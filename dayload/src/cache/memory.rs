//! In-process cache tier
//!
//! Sits in front of the [`CacheStore`](super::CacheStore). Entries keep the
//! timestamp of the value they mirror so that a long-lived process stops
//! serving them once the daily boundary passes.

use parking_lot::RwLock;
use serde_json::Value;
use std::collections::HashMap;
use std::sync::Arc;

#[derive(Debug, Clone)]
struct MemoryEntry {
    value: Arc<Value>,
    created_at_ms: i64,
}

/// Map from cache key to shared value
#[derive(Debug, Default)]
pub struct MemoryCache {
    entries: RwLock<HashMap<String, MemoryEntry>>,
}

impl MemoryCache {
    pub fn new() -> Self {
        Self::default()
    }

    /// Value for `key` if it was written at or after `period_start_ms`.
    ///
    /// Stale entries are dropped on the way out.
    pub fn get(&self, key: &str, period_start_ms: i64) -> Option<Arc<Value>> {
        {
            let entries = self.entries.read();
            match entries.get(key) {
                Some(entry) if entry.created_at_ms >= period_start_ms => {
                    return Some(Arc::clone(&entry.value));
                }
                Some(_) => {}
                None => return None,
            }
        }

        let mut entries = self.entries.write();
        if entries
            .get(key)
            .is_some_and(|e| e.created_at_ms < period_start_ms)
        {
            entries.remove(key);
        }
        None
    }

    pub fn insert(&self, key: impl Into<String>, value: Arc<Value>, created_at_ms: i64) {
        self.entries.write().insert(
            key.into(),
            MemoryEntry {
                value,
                created_at_ms,
            },
        );
    }

    pub fn remove(&self, key: &str) -> bool {
        self.entries.write().remove(key).is_some()
    }

    pub fn clear(&self) {
        self.entries.write().clear();
    }

    pub fn len(&self) -> usize {
        self.entries.read().len()
    }

    pub fn is_empty(&self) -> bool {
        self.entries.read().is_empty()
    }
}
//! Wall-clock abstraction
//!
//! The cache validity window depends on local wall time, so the clock is
//! injected rather than read globally.

use crate::cache::period;
use chrono::{DateTime, Duration as ChronoDuration, FixedOffset, Local};
use parking_lot::RwLock;
use std::sync::Arc;

/// Source of the current local time.
pub trait Clock: Send + Sync {
    fn now(&self) -> DateTime<FixedOffset>;

    /// Current time in milliseconds since the Unix epoch
    fn now_millis(&self) -> i64 {
        self.now().timestamp_millis()
    }

    /// Start of the daily window containing the current time, resolved in
    /// this clock's time zone
    fn period_start(&self, refresh_hour: u8) -> DateTime<FixedOffset> {
        period::period_start(&self.now(), refresh_hour)
    }
}

/// Reads the host clock in the host time zone
#[derive(Debug, Clone, Copy, Default)]
pub struct SystemClock;

impl Clock for SystemClock {
    fn now(&self) -> DateTime<FixedOffset> {
        Local::now().fixed_offset()
    }

    fn period_start(&self, refresh_hour: u8) -> DateTime<FixedOffset> {
        period::period_start(&Local::now(), refresh_hour)
    }
}

/// Manually driven clock for tests and replay.
#[derive(Debug, Clone)]
pub struct ManualClock {
    now: Arc<RwLock<DateTime<FixedOffset>>>,
}

impl ManualClock {
    pub fn new(start: DateTime<FixedOffset>) -> Self {
        Self {
            now: Arc::new(RwLock::new(start)),
        }
    }

    /// Parse an RFC 3339 timestamp, e.g. `2024-03-10T07:59:00+00:00`
    pub fn at(rfc3339: &str) -> Result<Self, chrono::ParseError> {
        DateTime::parse_from_rfc3339(rfc3339).map(Self::new)
    }

    pub fn set(&self, now: DateTime<FixedOffset>) {
        *self.now.write() = now;
    }

    pub fn advance(&self, by: ChronoDuration) {
        let mut now = self.now.write();
        *now = *now + by;
    }
}

impl Clock for ManualClock {
    fn now(&self) -> DateTime<FixedOffset> {
        *self.now.read()
    }
}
○ ○ ○ ○ ○ ○ ○
DIRECTIONS ::
Within the material above, find every line containing the word "window" and copy it.

RESPONSE AREA ::
//! The cache validity window depends on local wall time, so the clock is
    /// Start of the daily window containing the current time, resolved in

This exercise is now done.